Find the word "join" in the listing below. Copy every line that has it.

[Start of section]

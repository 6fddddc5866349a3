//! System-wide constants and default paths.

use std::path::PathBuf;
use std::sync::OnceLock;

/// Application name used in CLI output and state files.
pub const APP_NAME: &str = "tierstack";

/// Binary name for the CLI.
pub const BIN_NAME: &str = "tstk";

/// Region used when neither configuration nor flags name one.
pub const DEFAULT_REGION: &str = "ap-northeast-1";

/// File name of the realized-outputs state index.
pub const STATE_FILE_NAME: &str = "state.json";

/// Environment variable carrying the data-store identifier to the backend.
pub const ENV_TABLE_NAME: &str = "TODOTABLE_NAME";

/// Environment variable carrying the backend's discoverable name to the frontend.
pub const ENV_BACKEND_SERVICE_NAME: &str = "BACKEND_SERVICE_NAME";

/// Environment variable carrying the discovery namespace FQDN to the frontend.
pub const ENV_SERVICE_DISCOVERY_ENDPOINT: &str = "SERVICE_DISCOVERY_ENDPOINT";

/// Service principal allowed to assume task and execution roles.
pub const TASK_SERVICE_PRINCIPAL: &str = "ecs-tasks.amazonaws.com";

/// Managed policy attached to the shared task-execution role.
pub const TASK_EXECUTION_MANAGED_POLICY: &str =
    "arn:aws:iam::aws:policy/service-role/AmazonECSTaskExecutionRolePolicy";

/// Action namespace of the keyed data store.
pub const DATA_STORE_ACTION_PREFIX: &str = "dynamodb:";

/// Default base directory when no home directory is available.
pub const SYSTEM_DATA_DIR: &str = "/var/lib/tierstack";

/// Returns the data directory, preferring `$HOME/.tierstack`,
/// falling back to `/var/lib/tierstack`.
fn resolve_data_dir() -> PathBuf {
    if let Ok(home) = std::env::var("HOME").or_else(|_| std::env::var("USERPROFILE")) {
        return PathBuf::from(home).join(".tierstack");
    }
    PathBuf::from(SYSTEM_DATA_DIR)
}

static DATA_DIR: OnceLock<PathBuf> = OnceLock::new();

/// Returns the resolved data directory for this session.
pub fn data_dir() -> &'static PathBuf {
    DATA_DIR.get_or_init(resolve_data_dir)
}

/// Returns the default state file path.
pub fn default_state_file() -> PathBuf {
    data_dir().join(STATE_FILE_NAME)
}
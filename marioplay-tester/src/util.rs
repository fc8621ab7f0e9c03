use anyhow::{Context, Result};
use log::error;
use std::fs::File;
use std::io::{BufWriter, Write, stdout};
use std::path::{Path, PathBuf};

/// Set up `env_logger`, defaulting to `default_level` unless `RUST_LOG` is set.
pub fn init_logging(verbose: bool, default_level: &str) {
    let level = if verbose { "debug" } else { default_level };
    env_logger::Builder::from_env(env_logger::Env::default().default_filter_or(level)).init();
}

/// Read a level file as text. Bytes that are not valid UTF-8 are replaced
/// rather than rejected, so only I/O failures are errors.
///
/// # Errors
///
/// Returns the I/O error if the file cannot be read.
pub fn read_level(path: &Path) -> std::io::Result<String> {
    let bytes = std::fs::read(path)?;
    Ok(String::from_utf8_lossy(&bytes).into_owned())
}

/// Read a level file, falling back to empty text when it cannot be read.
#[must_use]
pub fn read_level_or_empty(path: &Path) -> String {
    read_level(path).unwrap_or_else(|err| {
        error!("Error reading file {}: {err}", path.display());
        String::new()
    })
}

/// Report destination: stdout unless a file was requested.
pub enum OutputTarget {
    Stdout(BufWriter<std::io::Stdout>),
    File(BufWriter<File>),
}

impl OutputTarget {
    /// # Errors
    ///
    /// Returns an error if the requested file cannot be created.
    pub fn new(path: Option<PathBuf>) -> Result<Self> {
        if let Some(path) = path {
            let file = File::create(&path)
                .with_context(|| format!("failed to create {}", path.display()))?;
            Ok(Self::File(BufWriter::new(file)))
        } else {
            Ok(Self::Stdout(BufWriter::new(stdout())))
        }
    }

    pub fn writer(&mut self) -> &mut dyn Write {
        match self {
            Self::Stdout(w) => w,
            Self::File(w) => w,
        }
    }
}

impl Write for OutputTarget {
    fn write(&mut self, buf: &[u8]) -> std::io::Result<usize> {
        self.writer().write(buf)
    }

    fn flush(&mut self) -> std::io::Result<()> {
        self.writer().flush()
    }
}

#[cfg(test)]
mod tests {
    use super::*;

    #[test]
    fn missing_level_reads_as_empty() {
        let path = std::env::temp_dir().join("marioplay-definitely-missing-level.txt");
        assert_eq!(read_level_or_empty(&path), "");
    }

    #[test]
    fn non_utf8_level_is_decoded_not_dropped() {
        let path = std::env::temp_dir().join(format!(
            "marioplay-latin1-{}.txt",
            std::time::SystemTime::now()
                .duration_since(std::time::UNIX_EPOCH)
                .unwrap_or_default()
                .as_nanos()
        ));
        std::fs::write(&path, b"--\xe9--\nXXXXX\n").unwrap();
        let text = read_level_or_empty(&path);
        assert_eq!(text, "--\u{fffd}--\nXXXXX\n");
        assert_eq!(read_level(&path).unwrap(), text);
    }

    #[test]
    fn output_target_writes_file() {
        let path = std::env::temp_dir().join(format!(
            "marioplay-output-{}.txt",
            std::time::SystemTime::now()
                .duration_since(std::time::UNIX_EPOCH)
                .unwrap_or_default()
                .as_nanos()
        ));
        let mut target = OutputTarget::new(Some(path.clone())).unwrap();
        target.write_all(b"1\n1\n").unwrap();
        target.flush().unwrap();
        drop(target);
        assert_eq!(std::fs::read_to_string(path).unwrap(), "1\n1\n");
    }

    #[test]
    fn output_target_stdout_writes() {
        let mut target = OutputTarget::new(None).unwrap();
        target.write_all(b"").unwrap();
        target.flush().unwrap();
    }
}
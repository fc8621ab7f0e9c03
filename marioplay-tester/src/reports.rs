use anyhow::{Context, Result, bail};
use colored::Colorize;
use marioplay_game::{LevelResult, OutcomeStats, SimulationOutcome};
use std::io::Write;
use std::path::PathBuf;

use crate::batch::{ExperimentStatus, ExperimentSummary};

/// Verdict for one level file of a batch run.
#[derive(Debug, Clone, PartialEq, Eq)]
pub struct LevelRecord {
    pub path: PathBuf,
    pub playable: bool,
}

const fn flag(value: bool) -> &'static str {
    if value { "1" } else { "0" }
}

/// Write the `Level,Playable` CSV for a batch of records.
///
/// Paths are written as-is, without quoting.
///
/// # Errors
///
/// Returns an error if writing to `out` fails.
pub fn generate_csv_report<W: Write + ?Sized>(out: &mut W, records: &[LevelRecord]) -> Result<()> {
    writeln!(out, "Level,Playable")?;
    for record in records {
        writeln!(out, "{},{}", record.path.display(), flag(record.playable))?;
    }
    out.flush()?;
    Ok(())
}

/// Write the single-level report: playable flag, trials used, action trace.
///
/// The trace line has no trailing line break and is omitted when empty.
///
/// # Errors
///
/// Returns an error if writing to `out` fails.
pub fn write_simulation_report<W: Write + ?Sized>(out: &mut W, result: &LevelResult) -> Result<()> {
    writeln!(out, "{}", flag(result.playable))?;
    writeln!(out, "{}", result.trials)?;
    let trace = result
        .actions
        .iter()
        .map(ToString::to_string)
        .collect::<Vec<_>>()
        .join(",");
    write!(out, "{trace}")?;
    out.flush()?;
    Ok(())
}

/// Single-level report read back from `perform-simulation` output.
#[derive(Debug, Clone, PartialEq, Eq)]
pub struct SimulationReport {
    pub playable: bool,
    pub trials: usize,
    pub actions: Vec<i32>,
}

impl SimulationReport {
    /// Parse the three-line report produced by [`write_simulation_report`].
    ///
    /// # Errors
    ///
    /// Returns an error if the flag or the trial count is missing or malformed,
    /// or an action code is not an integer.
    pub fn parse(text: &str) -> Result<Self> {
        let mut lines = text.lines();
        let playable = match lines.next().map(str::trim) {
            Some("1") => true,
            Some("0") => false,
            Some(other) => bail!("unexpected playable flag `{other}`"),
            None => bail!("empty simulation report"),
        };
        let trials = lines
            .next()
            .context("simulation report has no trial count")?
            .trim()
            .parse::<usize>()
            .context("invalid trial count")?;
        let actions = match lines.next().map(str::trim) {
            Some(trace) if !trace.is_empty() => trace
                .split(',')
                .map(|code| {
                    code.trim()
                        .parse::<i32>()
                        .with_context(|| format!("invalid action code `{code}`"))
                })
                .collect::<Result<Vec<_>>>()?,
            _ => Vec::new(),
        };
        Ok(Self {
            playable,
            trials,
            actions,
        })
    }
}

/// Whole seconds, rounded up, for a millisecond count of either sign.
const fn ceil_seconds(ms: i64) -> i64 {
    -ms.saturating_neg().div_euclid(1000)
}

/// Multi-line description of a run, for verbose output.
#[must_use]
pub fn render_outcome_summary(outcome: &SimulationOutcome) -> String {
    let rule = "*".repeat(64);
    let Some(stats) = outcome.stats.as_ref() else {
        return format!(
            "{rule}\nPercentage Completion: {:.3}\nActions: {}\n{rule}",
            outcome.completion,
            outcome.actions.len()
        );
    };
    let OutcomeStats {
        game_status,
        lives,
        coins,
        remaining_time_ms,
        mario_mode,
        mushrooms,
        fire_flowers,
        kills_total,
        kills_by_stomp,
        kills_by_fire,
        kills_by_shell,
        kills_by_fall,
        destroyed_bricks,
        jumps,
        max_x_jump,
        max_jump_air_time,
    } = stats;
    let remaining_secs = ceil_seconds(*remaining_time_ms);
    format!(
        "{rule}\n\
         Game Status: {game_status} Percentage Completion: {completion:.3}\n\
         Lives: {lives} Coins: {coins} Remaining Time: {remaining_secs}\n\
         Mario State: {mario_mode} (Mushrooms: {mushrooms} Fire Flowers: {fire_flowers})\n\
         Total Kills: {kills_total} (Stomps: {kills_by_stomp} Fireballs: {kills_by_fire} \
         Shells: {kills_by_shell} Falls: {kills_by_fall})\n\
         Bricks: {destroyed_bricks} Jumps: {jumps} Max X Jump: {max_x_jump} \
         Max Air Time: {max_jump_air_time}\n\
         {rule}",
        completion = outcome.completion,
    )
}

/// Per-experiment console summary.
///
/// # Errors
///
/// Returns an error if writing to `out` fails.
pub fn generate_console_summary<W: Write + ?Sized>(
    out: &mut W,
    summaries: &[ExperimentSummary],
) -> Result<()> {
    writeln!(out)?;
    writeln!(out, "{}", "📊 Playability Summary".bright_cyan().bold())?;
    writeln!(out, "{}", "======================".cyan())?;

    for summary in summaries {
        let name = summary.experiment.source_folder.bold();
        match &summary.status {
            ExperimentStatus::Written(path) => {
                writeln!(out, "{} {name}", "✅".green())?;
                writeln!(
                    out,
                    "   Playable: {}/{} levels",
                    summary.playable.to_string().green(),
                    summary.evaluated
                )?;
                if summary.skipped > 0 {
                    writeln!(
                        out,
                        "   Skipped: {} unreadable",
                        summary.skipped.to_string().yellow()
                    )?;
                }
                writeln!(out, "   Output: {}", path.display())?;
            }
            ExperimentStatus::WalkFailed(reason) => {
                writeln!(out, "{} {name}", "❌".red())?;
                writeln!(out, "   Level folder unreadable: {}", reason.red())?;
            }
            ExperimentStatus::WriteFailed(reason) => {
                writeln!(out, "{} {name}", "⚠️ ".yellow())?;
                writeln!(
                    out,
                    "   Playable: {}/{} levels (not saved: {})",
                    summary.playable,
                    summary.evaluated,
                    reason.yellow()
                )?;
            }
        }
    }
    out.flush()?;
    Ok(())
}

[End of section]

EXERCISE RESPONSE:
        return PathBuf::from(home).join(".tierstack");
    data_dir().join(STATE_FILE_NAME)
        let path = std::env::temp_dir().join("marioplay-definitely-missing-level.txt");
        let path = std::env::temp_dir().join(format!(
        let path = std::env::temp_dir().join(format!(
        .join(",");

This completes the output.